*Work task*: Write back each entry precisely as it is given.

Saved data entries
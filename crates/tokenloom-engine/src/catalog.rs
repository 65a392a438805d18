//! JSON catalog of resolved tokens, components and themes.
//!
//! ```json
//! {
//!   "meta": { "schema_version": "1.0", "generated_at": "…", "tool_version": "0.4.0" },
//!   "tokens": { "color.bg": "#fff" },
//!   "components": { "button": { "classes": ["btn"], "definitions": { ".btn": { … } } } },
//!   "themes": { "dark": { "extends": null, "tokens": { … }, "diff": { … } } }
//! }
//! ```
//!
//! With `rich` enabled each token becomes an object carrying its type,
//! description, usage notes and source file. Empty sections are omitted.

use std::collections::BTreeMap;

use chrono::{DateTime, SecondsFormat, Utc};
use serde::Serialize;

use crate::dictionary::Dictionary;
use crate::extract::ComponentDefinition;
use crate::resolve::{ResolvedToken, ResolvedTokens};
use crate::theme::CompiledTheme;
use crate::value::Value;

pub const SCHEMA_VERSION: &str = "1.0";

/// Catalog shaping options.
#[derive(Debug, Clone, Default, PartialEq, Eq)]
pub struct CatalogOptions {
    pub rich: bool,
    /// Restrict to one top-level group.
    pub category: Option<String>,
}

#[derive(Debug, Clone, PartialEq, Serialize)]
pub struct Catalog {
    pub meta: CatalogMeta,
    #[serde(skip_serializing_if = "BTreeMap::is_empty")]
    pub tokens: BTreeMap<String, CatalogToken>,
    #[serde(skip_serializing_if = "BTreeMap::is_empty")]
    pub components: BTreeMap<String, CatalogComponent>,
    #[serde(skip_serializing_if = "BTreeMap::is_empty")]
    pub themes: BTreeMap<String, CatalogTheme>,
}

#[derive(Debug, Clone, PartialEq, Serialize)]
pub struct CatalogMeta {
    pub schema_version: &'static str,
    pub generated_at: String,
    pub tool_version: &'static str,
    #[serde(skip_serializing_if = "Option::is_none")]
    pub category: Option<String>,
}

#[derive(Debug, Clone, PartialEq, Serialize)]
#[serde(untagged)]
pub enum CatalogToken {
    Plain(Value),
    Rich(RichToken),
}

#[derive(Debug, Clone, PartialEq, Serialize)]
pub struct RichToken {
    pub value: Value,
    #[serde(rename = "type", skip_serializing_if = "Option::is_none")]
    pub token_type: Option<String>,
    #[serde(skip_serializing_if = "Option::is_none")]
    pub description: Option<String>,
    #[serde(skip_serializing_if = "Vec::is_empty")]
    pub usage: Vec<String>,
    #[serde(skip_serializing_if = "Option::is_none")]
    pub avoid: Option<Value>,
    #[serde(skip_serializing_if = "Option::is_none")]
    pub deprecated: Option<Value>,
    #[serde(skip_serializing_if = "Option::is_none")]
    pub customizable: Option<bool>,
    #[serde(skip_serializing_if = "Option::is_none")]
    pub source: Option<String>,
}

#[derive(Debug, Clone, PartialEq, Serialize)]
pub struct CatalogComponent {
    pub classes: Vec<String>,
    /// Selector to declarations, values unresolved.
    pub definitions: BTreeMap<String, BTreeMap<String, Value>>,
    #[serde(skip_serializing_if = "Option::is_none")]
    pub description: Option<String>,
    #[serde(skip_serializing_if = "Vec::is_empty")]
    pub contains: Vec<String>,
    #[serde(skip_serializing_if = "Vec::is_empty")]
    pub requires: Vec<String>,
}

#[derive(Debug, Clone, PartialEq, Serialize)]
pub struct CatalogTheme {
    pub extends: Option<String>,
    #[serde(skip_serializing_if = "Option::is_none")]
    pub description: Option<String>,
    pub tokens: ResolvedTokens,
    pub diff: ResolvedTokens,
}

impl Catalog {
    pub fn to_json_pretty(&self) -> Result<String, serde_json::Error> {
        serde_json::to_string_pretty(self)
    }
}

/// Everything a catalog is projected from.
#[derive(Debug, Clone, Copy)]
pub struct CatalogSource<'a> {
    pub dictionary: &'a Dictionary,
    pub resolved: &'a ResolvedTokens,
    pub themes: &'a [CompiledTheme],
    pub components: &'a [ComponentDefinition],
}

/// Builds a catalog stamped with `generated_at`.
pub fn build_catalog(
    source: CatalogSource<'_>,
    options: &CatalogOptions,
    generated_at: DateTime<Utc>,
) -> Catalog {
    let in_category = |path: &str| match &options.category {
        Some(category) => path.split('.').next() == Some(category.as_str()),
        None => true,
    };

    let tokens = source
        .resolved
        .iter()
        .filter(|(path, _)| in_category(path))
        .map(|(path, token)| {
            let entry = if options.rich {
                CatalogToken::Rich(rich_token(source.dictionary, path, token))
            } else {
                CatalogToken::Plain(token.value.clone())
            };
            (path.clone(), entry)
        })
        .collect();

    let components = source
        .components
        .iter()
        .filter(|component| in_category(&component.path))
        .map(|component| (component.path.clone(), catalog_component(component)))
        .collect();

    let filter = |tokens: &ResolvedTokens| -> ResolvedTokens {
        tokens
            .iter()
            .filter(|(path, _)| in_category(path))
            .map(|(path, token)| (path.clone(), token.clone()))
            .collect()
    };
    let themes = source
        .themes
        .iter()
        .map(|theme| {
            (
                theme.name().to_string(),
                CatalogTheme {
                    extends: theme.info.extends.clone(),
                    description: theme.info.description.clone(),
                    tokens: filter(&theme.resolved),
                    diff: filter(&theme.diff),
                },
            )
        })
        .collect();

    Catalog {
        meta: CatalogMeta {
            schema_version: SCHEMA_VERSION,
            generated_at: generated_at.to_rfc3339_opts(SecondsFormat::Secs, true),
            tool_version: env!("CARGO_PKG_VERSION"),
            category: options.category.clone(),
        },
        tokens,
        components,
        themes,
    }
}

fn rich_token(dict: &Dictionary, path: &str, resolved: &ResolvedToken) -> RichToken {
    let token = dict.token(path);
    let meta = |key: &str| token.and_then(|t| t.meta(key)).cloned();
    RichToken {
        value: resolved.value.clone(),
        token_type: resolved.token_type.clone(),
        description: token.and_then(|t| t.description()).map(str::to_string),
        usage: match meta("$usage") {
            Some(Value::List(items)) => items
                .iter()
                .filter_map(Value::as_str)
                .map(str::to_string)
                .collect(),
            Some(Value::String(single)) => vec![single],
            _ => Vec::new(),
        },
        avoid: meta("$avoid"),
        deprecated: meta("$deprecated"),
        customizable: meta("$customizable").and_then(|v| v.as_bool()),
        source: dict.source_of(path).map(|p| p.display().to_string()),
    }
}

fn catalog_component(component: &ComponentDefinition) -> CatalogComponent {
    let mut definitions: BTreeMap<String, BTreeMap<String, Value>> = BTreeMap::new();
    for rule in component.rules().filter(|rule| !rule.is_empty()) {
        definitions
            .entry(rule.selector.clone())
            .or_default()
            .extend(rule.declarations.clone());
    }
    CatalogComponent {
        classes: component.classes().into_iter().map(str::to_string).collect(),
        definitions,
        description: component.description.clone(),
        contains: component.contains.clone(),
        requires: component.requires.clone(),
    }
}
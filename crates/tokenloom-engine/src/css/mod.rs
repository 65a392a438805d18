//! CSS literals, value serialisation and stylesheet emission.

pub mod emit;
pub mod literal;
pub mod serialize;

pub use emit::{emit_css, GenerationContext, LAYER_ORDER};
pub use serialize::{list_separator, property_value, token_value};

*Expected answer*:
filename crates/tokenloom-engine/src/catalog.rs
repository 65a392a438805d18
//! JSON catalog of resolved tokens, components and themes.
//!
//! ```json
//! {
//!   "meta": { "schema_version": "1.0", "generated_at": "…", "tool_version": "0.4.0" },
//!   "tokens": { "color.bg": "#fff" },
//!   "components": { "button": { "classes": ["btn"], "definitions": { ".btn": { … } } } },
//!   "themes": { "dark": { "extends": null, "tokens": { … }, "diff": { … } } }
//! }
//! ```
//!
//! With `rich` enabled each token becomes an object carrying its type,
//! description, usage notes and source file. Empty sections are omitted.

use std::collections::BTreeMap;

use chrono::{DateTime, SecondsFormat, Utc};
use serde::Serialize;

use crate::dictionary::Dictionary;
use crate::extract::ComponentDefinition;
use crate::resolve::{ResolvedToken, ResolvedTokens};
use crate::theme::CompiledTheme;
use crate::value::Value;

pub const SCHEMA_VERSION: &str = "1.0";

/// Catalog shaping options.
#[derive(Debug, Clone, Default, PartialEq, Eq)]
pub struct CatalogOptions {
    pub rich: bool,
    /// Restrict to one top-level group.
    pub category: Option<String>,
}

#[derive(Debug, Clone, PartialEq, Serialize)]
pub struct Catalog {
    pub meta: CatalogMeta,
    #[serde(skip_serializing_if = "BTreeMap::is_empty")]
    pub tokens: BTreeMap<String, CatalogToken>,
    #[serde(skip_serializing_if = "BTreeMap::is_empty")]
    pub components: BTreeMap<String, CatalogComponent>,
    #[serde(skip_serializing_if = "BTreeMap::is_empty")]
    pub themes: BTreeMap<String, CatalogTheme>,
}

#[derive(Debug, Clone, PartialEq, Serialize)]
pub struct CatalogMeta {
    pub schema_version: &'static str,
    pub generated_at: String,
    pub tool_version: &'static str,
    #[serde(skip_serializing_if = "Option::is_none")]
    pub category: Option<String>,
}

#[derive(Debug, Clone, PartialEq, Serialize)]
#[serde(untagged)]
pub enum CatalogToken {
    Plain(Value),
    Rich(RichToken),
}

#[derive(Debug, Clone, PartialEq, Serialize)]
pub struct RichToken {
    pub value: Value,
    #[serde(rename = "type", skip_serializing_if = "Option::is_none")]
    pub token_type: Option<String>,
    #[serde(skip_serializing_if = "Option::is_none")]
    pub description: Option<String>,
    #[serde(skip_serializing_if = "Vec::is_empty")]
    pub usage: Vec<String>,
    #[serde(skip_serializing_if = "Option::is_none")]
    pub avoid: Option<Value>,
    #[serde(skip_serializing_if = "Option::is_none")]
    pub deprecated: Option<Value>,
    #[serde(skip_serializing_if = "Option::is_none")]
    pub customizable: Option<bool>,
    #[serde(skip_serializing_if = "Option::is_none")]
    pub source: Option<String>,
}

#[derive(Debug, Clone, PartialEq, Serialize)]
pub struct CatalogComponent {
    pub classes: Vec<String>,
    /// Selector to declarations, values unresolved.
    pub definitions: BTreeMap<String, BTreeMap<String, Value>>,
    #[serde(skip_serializing_if = "Option::is_none")]
    pub description: Option<String>,
    #[serde(skip_serializing_if = "Vec::is_empty")]
    pub contains: Vec<String>,
    #[serde(skip_serializing_if = "Vec::is_empty")]
    pub requires: Vec<String>,
}

#[derive(Debug, Clone, PartialEq, Serialize)]
pub struct CatalogTheme {
    pub extends: Option<String>,
    #[serde(skip_serializing_if = "Option::is_none")]
    pub description: Option<String>,
    pub tokens: ResolvedTokens,
    pub diff: ResolvedTokens,
}

impl Catalog {
    pub fn to_json_pretty(&self) -> Result<String, serde_json::Error> {
        serde_json::to_string_pretty(self)
    }
}

/// Everything a catalog is projected from.
#[derive(Debug, Clone, Copy)]
pub struct CatalogSource<'a> {
    pub dictionary: &'a Dictionary,
    pub resolved: &'a ResolvedTokens,
    pub themes: &'a [CompiledTheme],
    pub components: &'a [ComponentDefinition],
}

/// Builds a catalog stamped with `generated_at`.
pub fn build_catalog(
    source: CatalogSource<'_>,
    options: &CatalogOptions,
    generated_at: DateTime<Utc>,
) -> Catalog {
    let in_category = |path: &str| match &options.category {
        Some(category) => path.split('.').next() == Some(category.as_str()),
        None => true,
    };

    let tokens = source
        .resolved
        .iter()
        .filter(|(path, _)| in_category(path))
        .map(|(path, token)| {
            let entry = if options.rich {
                CatalogToken::Rich(rich_token(source.dictionary, path, token))
            } else {
                CatalogToken::Plain(token.value.clone())
            };
            (path.clone(), entry)
        })
        .collect();

    let components = source
        .components
        .iter()
        .filter(|component| in_category(&component.path))
        .map(|component| (component.path.clone(), catalog_component(component)))
        .collect();

    let filter = |tokens: &ResolvedTokens| -> ResolvedTokens {
        tokens
            .iter()
            .filter(|(path, _)| in_category(path))
            .map(|(path, token)| (path.clone(), token.clone()))
            .collect()
    };
    let themes = source
        .themes
        .iter()
        .map(|theme| {
            (
                theme.name().to_string(),
                CatalogTheme {
                    extends: theme.info.extends.clone(),
                    description: theme.info.description.clone(),
                    tokens: filter(&theme.resolved),
                    diff: filter(&theme.diff),
                },
            )
        })
        .collect();

    Catalog {
        meta: CatalogMeta {
            schema_version: SCHEMA_VERSION,
            generated_at: generated_at.to_rfc3339_opts(SecondsFormat::Secs, true),
            tool_version: env!("CARGO_PKG_VERSION"),
            category: options.category.clone(),
        },
        tokens,
        components,
        themes,
    }
}

fn rich_token(dict: &Dictionary, path: &str, resolved: &ResolvedToken) -> RichToken {
    let token = dict.token(path);
    let meta = |key: &str| token.and_then(|t| t.meta(key)).cloned();
    RichToken {
        value: resolved.value.clone(),
        token_type: resolved.token_type.clone(),
        description: token.and_then(|t| t.description()).map(str::to_string),
        usage: match meta("$usage") {
            Some(Value::List(items)) => items
                .iter()
                .filter_map(Value::as_str)
                .map(str::to_string)
                .collect(),
            Some(Value::String(single)) => vec![single],
            _ => Vec::new(),
        },
        avoid: meta("$avoid"),
        deprecated: meta("$deprecated"),
        customizable: meta("$customizable").and_then(|v| v.as_bool()),
        source: dict.source_of(path).map(|p| p.display().to_string()),
    }
}

fn catalog_component(component: &ComponentDefinition) -> CatalogComponent {
    let mut definitions: BTreeMap<String, BTreeMap<String, Value>> = BTreeMap::new();
    for rule in component.rules().filter(|rule| !rule.is_empty()) {
        definitions
            .entry(rule.selector.clone())
            .or_default()
            .extend(rule.declarations.clone());
    }
    CatalogComponent {
        classes: component.classes().into_iter().map(str::to_string).collect(),
        definitions,
        description: component.description.clone(),
        contains: component.contains.clone(),
        requires: component.requires.clone(),
    }
}
filename crates/tokenloom-engine/src/css/mod.rs
repository 65a392a438805d18
//! CSS literals, value serialisation and stylesheet emission.

pub mod emit;
pub mod literal;
pub mod serialize;

pub use emit::{emit_css, GenerationContext, LAYER_ORDER};
pub use serialize::{list_separator, property_value, token_value};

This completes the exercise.